Evans School of Public Policy and Governance
- Other names: Daniel J. Evans School of Public Policy and Governance
- Type: Public school of public policy
- Established: 1962
- Parent institution: University of Washington
- Dean: Jodi Sandfort
- Location: Seattle, Washington, U.S.
- Campus: Urban;
- Website: evans.uw.edu

= Evans School of Public Policy and Governance =

Public policy school of the University of Washington

The Evans School of Public Policy and Governance is the public policy school of the University of Washington, a public research university in Seattle, Washington. The school is named after Daniel J. Evans, former governor of Washington and United States Senator.

The Evans School emphasizes policy analysis and management through its undergraduate minor, master's degree programs, doctoral program, and non-degree and certificate programs.

As of 2022, U.S. News & World Report ranked the Evans School as tied for 3rd out of 275 schools of public affairs. The U.S. News & World Report also ranked the Evans School for its expertise in the areas of Environmental Policy and Management (#2), Local Government Management (#18), Nonprofit Management (#5), Public Finance & Budgeting (#8 tie), Public Management & Leadership (#11), Public Policy Analysis (#14), Social Policy (#12), and Urban Policy (#27).

== History and campus ==
The school was formerly known as the Graduate School of Public Affairs, and was founded in 1962 as the first school of public affairs at a public university. It was renamed in 1999 to honor former Washington State Governor and U.S. Senator Daniel J. Evans.
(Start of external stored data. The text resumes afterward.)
//! Native credential manager contract
//!
//! The platform API is callback based: a request is submitted together with
//! an execution context and a completion handler, and exactly one of the
//! handler's two paths fires later on that context. Submission itself may
//! fail synchronously, in which case the handler never fires.

use serde::{Deserialize, Serialize};
use std::fmt;
use std::sync::Arc;
use tokio::sync::mpsc;
use tracing::{debug, error};

use webauthn_bridge_core::{CredentialKind, CredentialResult, PlatformError};

/// A unit of work posted to an [`Executor`]
pub type Task = Box<dyn FnOnce() + Send + 'static>;

/// Execution context completion handlers are delivered on
pub trait Executor: Send + Sync {
    fn execute(&self, task: Task);
}

/// Runs tasks immediately on the calling thread
#[derive(Debug, Clone, Copy, Default)]
pub struct InlineExecutor;

impl Executor for InlineExecutor {
    fn execute(&self, task: Task) {
        task()
    }
}

/// A single "main loop": one tokio task runs posted work strictly in order
///
/// This is the equivalent of posting to the UI thread's looper. All
/// completion handlers of all calls run on the same task, one at a time.
#[derive(Clone)]
pub struct MainLoopExecutor {
    tx: mpsc::UnboundedSender<Task>,
}

impl MainLoopExecutor {
    /// Spawn the loop on the current tokio runtime
    ///
    /// # Panics
    /// When called outside a tokio runtime.
    pub fn spawn() -> Self {
        let (tx, mut rx) = mpsc::unbounded_channel::<Task>();
        tokio::spawn(async move {
            while let Some(task) = rx.recv().await {
                task();
            }
            debug!("Main loop stopped");
        });
        Self { tx }
    }
}

impl Executor for MainLoopExecutor {
    fn execute(&self, task: Task) {
        // A dropped task drops its completion handler, which the caller
        // observes as an abandoned call rather than a hang.
        if self.tx.send(task).is_err() {
            error!("Main loop is gone, dropping posted task");
        }
    }
}

impl fmt::Debug for MainLoopExecutor {
    fn fmt(&self, f: &mut fmt::Formatter<'_>) -> fmt::Result {
        f.debug_struct("MainLoopExecutor")
            .field("closed", &self.tx.is_closed())
            .finish()
    }
}

/// Native "create public key credential" request
#[derive(Debug, Clone, PartialEq, Eq)]
pub struct CreatePublicKeyCredentialRequest {
    /// `PublicKeyCredentialCreationOptions` as JSON, exactly as the caller supplied it
    pub request_json: String,
}

impl CreatePublicKeyCredentialRequest {
    pub fn new(request_json: impl Into<String>) -> Self {
        Self {
            request_json: request_json.into(),
        }
    }
}

/// Native "get credential" request carrying a single public-key option
#[derive(Debug, Clone, PartialEq, Eq)]
pub struct GetCredentialRequest {
    /// `PublicKeyCredentialRequestOptions` as JSON, exactly as the caller supplied it
    pub public_key_request_json: String,
}

impl GetCredentialRequest {
    pub fn new(public_key_request_json: impl Into<String>) -> Self {
        Self {
            public_key_request_json: public_key_request_json.into(),
        }
    }
}

/// What the platform hands back from a create
#[derive(Debug, Clone, PartialEq, Eq, Serialize, Deserialize)]
#[serde(tag = "type", rename_all = "camelCase")]
pub enum CreateCredentialResponse {
    #[serde(rename_all = "camelCase")]
    PublicKey {
        #[serde(default)]
        registration_response_json: Option<String>,
    },
    #[serde(rename_all = "camelCase")]
    Other { type_name: String },
}

impl CreateCredentialResponse {
    pub fn into_credential_result(self) -> CredentialResult {
        match self {
            CreateCredentialResponse::PublicKey {
                registration_response_json,
            } => CredentialResult::PublicKeyCredential(registration_response_json),
            CreateCredentialResponse::Other { type_name } => {
                CredentialResult::OtherCredentialType(CredentialKind::Other(type_name))
            }
        }
    }
}

/// A credential returned by a get
#[derive(Debug, Clone, PartialEq, Eq, Serialize, Deserialize)]
#[serde(tag = "type", rename_all = "camelCase")]
pub enum Credential {
    #[serde(rename_all = "camelCase")]
    PublicKey {
        #[serde(default)]
        authentication_response_json: Option<String>,
    },
    Password { id: String },
    #[serde(rename_all = "camelCase")]
    Custom { type_name: String },
}

/// What the platform hands back from a get
#[derive(Debug, Clone, PartialEq, Eq, Serialize, Deserialize)]
pub struct GetCredentialResponse {
    pub credential: Credential,
}

impl GetCredentialResponse {
    pub fn new(credential: Credential) -> Self {
        Self { credential }
    }

    pub fn into_credential_result(self) -> CredentialResult {
        match self.credential {
            Credential::PublicKey {
                authentication_response_json,
            } => CredentialResult::PublicKeyCredential(authentication_response_json),
            Credential::Password { .. } => {
                CredentialResult::OtherCredentialType(CredentialKind::Password)
            }
            Credential::Custom { type_name } => {
                CredentialResult::OtherCredentialType(CredentialKind::Other(type_name))
            }
        }
    }
}

/// Completion handler handed to the platform
///
/// Both paths consume the handler, so a platform implementation can fire
/// at most one of them, at most once.
pub struct CredentialCallback<T> {
    complete: Box<dyn FnOnce(Result<T, PlatformError>) + Send + 'static>,
}

impl<T> CredentialCallback<T> {
    pub fn new<F>(complete: F) -> Self
    where
        F: FnOnce(Result<T, PlatformError>) + Send + 'static,
    {
        Self {
            complete: Box::new(complete),
        }
    }

    /// Success path
    pub fn on_result(self, result: T) {
        (self.complete)(Ok(result))
    }

    /// Failure path
    pub fn on_error(self, error: PlatformError) {
        (self.complete)(Err(error))
    }
}

impl<T> fmt::Debug for CredentialCallback<T> {
    fn fmt(&self, f: &mut fmt::Formatter<'_>) -> fmt::Result {
        f.debug_struct("CredentialCallback").finish_non_exhaustive()
    }
}

/// The platform credential manager
///
/// Implementations return `Err` only when the request cannot even be
/// started; after returning `Ok` they must eventually fire (or drop) the
/// callback on `executor`.
pub trait CredentialManager: Send + Sync {
    fn create_credential(
        &self,
        request: CreatePublicKeyCredentialRequest,
        executor: Arc<dyn Executor>,
        callback: CredentialCallback<CreateCredentialResponse>,
    ) -> Result<(), PlatformError>;

    fn get_credential(
        &self,
        request: GetCredentialRequest,
        executor: Arc<dyn Executor>,
        callback: CredentialCallback<GetCredentialResponse>,
    ) -> Result<(), PlatformError>;

    /// Get a description of this platform (for logging)
    fn description(&self) -> &str {
        "credential manager"
    }
}
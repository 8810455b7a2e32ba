//! Error types for the WebAuthn bridge
//!
//! Every variant renders to a non-empty message suitable for rejecting the
//! caller's pending call directly.

use thiserror::Error;

use crate::types::{CredentialKind, OperationKind};

/// Result type for bridge operations
pub type Result<T> = std::result::Result<T, BridgeError>;

/// Fixed guidance shown when no passkey provider can serve the request
pub const NO_PROVIDERS_MESSAGE: &str =
    "No passkey providers available. Please ensure you have a compatible authenticator.";

/// Why a nominally successful result was unusable
#[derive(Debug, Clone, Copy, PartialEq, Eq)]
pub enum PayloadDefect {
    /// The response document was null or empty
    Missing,
    /// The response document was not a JSON object
    Unparsable,
}

/// Errors that can reject a bridge call
#[derive(Error, Debug, Clone, PartialEq, Eq)]
pub enum BridgeError {
    /// Caller JSON did not parse; detected before any native call
    #[error("Invalid request format: {0}")]
    MalformedRequest(String),

    /// The platform refused to start the operation
    #[error("{operation} failed: {message}")]
    PlatformRejected {
        operation: OperationKind,
        message: String,
    },

    /// The user dismissed the platform prompt
    #[error("{0} was cancelled by the user")]
    UserCancelled(OperationKind),

    /// No credential provider or authenticator can serve the request
    #[error("{}", NO_PROVIDERS_MESSAGE)]
    NoProvidersAvailable,

    /// The platform returned something other than a public-key credential
    #[error("Unexpected credential type: {0}")]
    UnexpectedCredentialType(CredentialKind),

    /// The platform succeeded but produced no usable response document
    #[error("{}", payload_message(.operation, .defect))]
    NoResponsePayload {
        operation: OperationKind,
        defect: PayloadDefect,
    },

    /// The completion handler was dropped without either path firing
    #[error("{0} failed: the platform dropped the request without completing it")]
    Abandoned(OperationKind),

    /// Any unclassified platform failure, message preserved verbatim
    #[error("{0}")]
    Generic(String),
}

fn payload_message(operation: &OperationKind, defect: &PayloadDefect) -> String {
    match defect {
        PayloadDefect::Missing => format!("No {} response found", operation.noun()),
        PayloadDefect::Unparsable => format!("Failed to parse {} response", operation.noun()),
    }
}

impl BridgeError {
    /// Short, stable code for logs and structured responses
    pub fn code(&self) -> &'static str {
        match self {
            BridgeError::MalformedRequest(_) => "MALFORMED_REQUEST",
            BridgeError::PlatformRejected { .. } => "PLATFORM_REJECTED",
            BridgeError::UserCancelled(_) => "USER_CANCELLED",
            BridgeError::NoProvidersAvailable => "NO_PROVIDERS_AVAILABLE",
            BridgeError::UnexpectedCredentialType(_) => "UNEXPECTED_CREDENTIAL_TYPE",
            BridgeError::NoResponsePayload { .. } => "NO_RESPONSE_PAYLOAD",
            BridgeError::Abandoned(_) => "ABANDONED",
            BridgeError::Generic(_) => "GENERIC",
        }
    }
}

#[cfg(test)]
mod tests {
    use super::*;

    #[test]
    fn test_messages() {
        assert_eq!(
            BridgeError::MalformedRequest("expected value at line 1 column 1".into()).to_string(),
            "Invalid request format: expected value at line 1 column 1"
        );
        assert_eq!(
            BridgeError::PlatformRejected {
                operation: OperationKind::Authentication,
                message: "activity is finishing".into(),
            }
            .to_string(),
            "Authentication failed: activity is finishing"
        );
        assert_eq!(
            BridgeError::UserCancelled(OperationKind::Authentication).to_string(),
            "Authentication was cancelled by the user"
        );
        assert_eq!(BridgeError::NoProvidersAvailable.to_string(), NO_PROVIDERS_MESSAGE);
        assert_eq!(
            BridgeError::UnexpectedCredentialType(CredentialKind::Password).to_string(),
            "Unexpected credential type: password credential"
        );
        assert_eq!(
            BridgeError::Generic("Something broke".into()).to_string(),
            "Something broke"
        );
    }

    #[test]
    fn test_payload_messages() {
        let missing = BridgeError::NoResponsePayload {
            operation: OperationKind::Registration,
            defect: PayloadDefect::Missing,
        };
        assert_eq!(missing.to_string(), "No registration response found");

        let garbled = BridgeError::NoResponsePayload {
            operation: OperationKind::Authentication,
            defect: PayloadDefect::Unparsable,
        };
        assert_eq!(garbled.to_string(), "Failed to parse authentication response");
    }

    #[test]
    fn test_codes_are_distinct() {
        let errors = [
            BridgeError::MalformedRequest(String::new()),
            BridgeError::PlatformRejected {
                operation: OperationKind::Registration,
                message: String::new(),
            },
            BridgeError::UserCancelled(OperationKind::Registration),
            BridgeError::NoProvidersAvailable,
            BridgeError::UnexpectedCredentialType(CredentialKind::Password),
            BridgeError::NoResponsePayload {
                operation: OperationKind::Registration,
                defect: PayloadDefect::Missing,
            },
            BridgeError::Abandoned(OperationKind::Registration),
            BridgeError::Generic(String::new()),
        ];
        let mut codes: Vec<_> = errors.iter().map(BridgeError::code).collect();
        codes.sort_unstable();
        codes.dedup();
        assert_eq!(codes.len(), errors.len());
    }
}
//! Single-resolution completion
//!
//! Each bridge call owns one [`PendingCall`] and hands out [`Completion`]
//! handles to whoever may finish it: the native success path, the native
//! failure path, and the bridge itself when submission fails synchronously.
//! The first settlement wins and every later one is ignored, so a call moves
//! `Idle → Submitted → {Resolved | Rejected}` and never re-enters a state.
//!
//! If every handle is dropped without settling, the waiting caller is
//! rejected with [`BridgeError::Abandoned`] instead of hanging.

use serde_json::Value;
use std::sync::{Arc, Mutex, MutexGuard, PoisonError};
use tokio::sync::oneshot;
use tracing::debug;

use webauthn_bridge_core::{BridgeError, OperationKind, Result};

/// Lifecycle of a single call
#[derive(Debug, Clone, Copy, PartialEq, Eq)]
pub enum CallState {
    Idle,
    Submitted,
    Resolved,
    Rejected,
}

impl CallState {
    pub fn is_terminal(&self) -> bool {
        matches!(self, CallState::Resolved | CallState::Rejected)
    }
}

type Sender = oneshot::Sender<Result<Value>>;

fn lock<T>(mutex: &Mutex<T>) -> MutexGuard<'_, T> {
    mutex.lock().unwrap_or_else(PoisonError::into_inner)
}

/// Create a pending call and its first fulfilment handle
pub fn pending_call(operation: OperationKind) -> (PendingCall, Completion) {
    let (tx, rx) = oneshot::channel();
    let state = Arc::new(Mutex::new(CallState::Idle));

    let pending = PendingCall {
        operation,
        state: state.clone(),
        rx,
    };
    let completion = Completion {
        operation,
        state,
        sender: Arc::new(Mutex::new(Some(tx))),
    };

    (pending, completion)
}

/// Fulfilment handle for a [`PendingCall`]
#[derive(Clone)]
pub struct Completion {
    operation: OperationKind,
    state: Arc<Mutex<CallState>>,
    sender: Arc<Mutex<Option<Sender>>>,
}

impl Completion {
    /// Record that the native call has been issued
    pub fn mark_submitted(&self) {
        let mut state = lock(&self.state);
        if *state == CallState::Idle {
            *state = CallState::Submitted;
        }
    }

    /// Settle the call. Returns `false` if it was already settled.
    pub fn settle(&self, outcome: Result<Value>) -> bool {
        let Some(tx) = lock(&self.sender).take() else {
            debug!(
                operation = %self.operation,
                "Call already settled, ignoring late completion"
            );
            return false;
        };

        let next = if outcome.is_ok() {
            CallState::Resolved
        } else {
            CallState::Rejected
        };
        *lock(&self.state) = next;

        if tx.send(outcome).is_err() {
            debug!(operation = %self.operation, "Caller stopped waiting before completion");
        }
        true
    }

    pub fn state(&self) -> CallState {
        *lock(&self.state)
    }

    pub fn is_settled(&self) -> bool {
        lock(&self.sender).is_none()
    }
}

impl std::fmt::Debug for Completion {
    fn fmt(&self, f: &mut std::fmt::Formatter<'_>) -> std::fmt::Result {
        f.debug_struct("Completion")
            .field("operation", &self.operation)
            .field("state", &self.state())
            .finish()
    }
}

/// The caller's side of a call: awaits the single outcome
#[derive(Debug)]
pub struct PendingCall {
    operation: OperationKind,
    state: Arc<Mutex<CallState>>,
    rx: oneshot::Receiver<Result<Value>>,
}

impl PendingCall {
    pub fn operation(&self) -> OperationKind {
        self.operation
    }

    pub fn state(&self) -> CallState {
        *lock(&self.state)
    }

    /// Wait for the outcome
    pub async fn wait(self) -> Result<Value> {
        match self.rx.await {
            Ok(outcome) => outcome,
            Err(_) => {
                *lock(&self.state) = CallState::Rejected;
                Err(BridgeError::Abandoned(self.operation))
            }
        }
    }
}

#[cfg(test)]
mod tests {
    use super::*;
    use serde_json::json;

    #[tokio::test]
    async fn test_resolves_once() {
        let (pending, completion) = pending_call(OperationKind::Registration);
        assert_eq!(pending.operation(), OperationKind::Registration);
        assert_eq!(pending.state(), CallState::Idle);

        completion.mark_submitted();
        assert_eq!(pending.state(), CallState::Submitted);

        assert!(completion.settle(Ok(json!({"id": "abc"}))));
        assert!(!completion.settle(Err(BridgeError::Generic("late".into()))));
        assert_eq!(completion.state(), CallState::Resolved);

        assert_eq!(pending.wait().await, Ok(json!({"id": "abc"})));
    }

    #[tokio::test]
    async fn test_pre_settled_failure_blocks_callbacks() {
        let (pending, completion) = pending_call(OperationKind::Authentication);
        let native_path = completion.clone();

        assert!(completion.settle(Err(BridgeError::PlatformRejected {
            operation: OperationKind::Authentication,
            message: "activity missing".into(),
        })));
        assert!(!native_path.settle(Ok(json!({}))));
        assert_eq!(pending.state(), CallState::Rejected);

        assert_eq!(
            pending.wait().await.unwrap_err().to_string(),
            "Authentication failed: activity missing"
        );
    }

    #[tokio::test]
    async fn test_abandoned_when_handles_dropped() {
        let (pending, completion) = pending_call(OperationKind::Registration);
        completion.mark_submitted();
        drop(completion);

        assert_eq!(
            pending.wait().await,
            Err(BridgeError::Abandoned(OperationKind::Registration))
        );
    }

    #[tokio::test]
    async fn test_settle_after_caller_gone() {
        let (pending, completion) = pending_call(OperationKind::Registration);
        drop(pending);

        // still counts as the single settlement
        assert!(completion.settle(Ok(json!({}))));
        assert!(completion.is_settled());
    }

    #[test]
    fn test_submitted_does_not_regress_terminal() {
        let (_pending, completion) = pending_call(OperationKind::Registration);
        completion.settle(Ok(json!({})));
        completion.mark_submitted();
        assert_eq!(completion.state(), CallState::Resolved);
        assert!(completion.state().is_terminal());
    }
}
The Evans School is located in Parrington Hall at the University of Washington in Seattle. Parrington Hall opened in 1902 as the university's science building and is named after Vernon L. Parrington, an English professor at the university from 1908 to 1929. It underwent a $24M renovation in 2019–20 to modernize the historic facility, achieving LEED Gold standards. The facility reopened in September 2020 with new classrooms outfitted with the technology and spaces needed to support engaged learning and community discussions.

== Academic experience ==

=== Academic programs ===
The academic programs include:

- Undergraduate Bachelor of Arts in Public Service and Policy
- Undergraduate Minor in Public Policy
- Master in Public Administration
- EMPA
- Ph.D. in Public Policy & Management
- Joint & Concurrent Degrees
- Graduate certificates

===Concurrent degrees===
The Evans School also offers concurrent master's degrees with other University of Washington programs.

== Student Consulting Lab ==
Evans School students are not interns helping with day-to-day administrative tasks; they are project-focused professionals working independently with key guidance from faculty advisors and periodic assistance from the employing organization.

== Research impact ==

=== Areas of expertise ===
Evans School faculty and research specializations cover a broad array of disciplines related to public policy, management, and governance.

===Research centers and partners===
In addition to the research work of individual faculty members, the Evans School research centers and research partners provide policy analyses for issues at the state, regional, national, and international levels.

== Student organizations ==
The Evans School Student Organization (ESO) serves as the liaison between the Evans School student body and the faculty and administration.
ESO places students on most faculty committees and plays a key role in:

- Developing curriculum
- Hiring faculty members
- Shaping academic policies
- Evaluating courses and professors
- Setting degree requirements

Other student organizations include:

- Evans Network of Women (Now)
- Evans People of Color (E-POC)
- Evans International Students Association (EISA)
- Graduate Environmental Policy Forum (GreenEvans)
- Partnership for Community & Diversity (PCD)
- Out in Public (OiP)
- UW International City/County Management Association (ICMA) Student Chapter

== Elected alumni ==
- Sally J. Clark, Former Seattle City Council Member
- Karen Fraser, Former Washington State Senator
- Bob Hasegawa, Washington State Senator
- Nicole Macri, Washington State Representative
- Joe McDermott (politician), Former King County Council
- Mark Mullet, Former Washington State Senator
- Marcus Riccelli, Washington State Senator
- Norman B. Rice, Former City of Seattle Mayor (1990–1997)
- Christine Rolfes, Kitsap County Commissioner
- Vandana Slatter, Washington State Senator
- Stephan Blanford, Former Seattle Schools Board of Directors
- Alexis Mercedes Rinck, Seattle City Councilmember

== Accreditation ==
The Evans School's MPA program is accredited by NASPAA, the National Association of Schools of Public Affairs and Administration.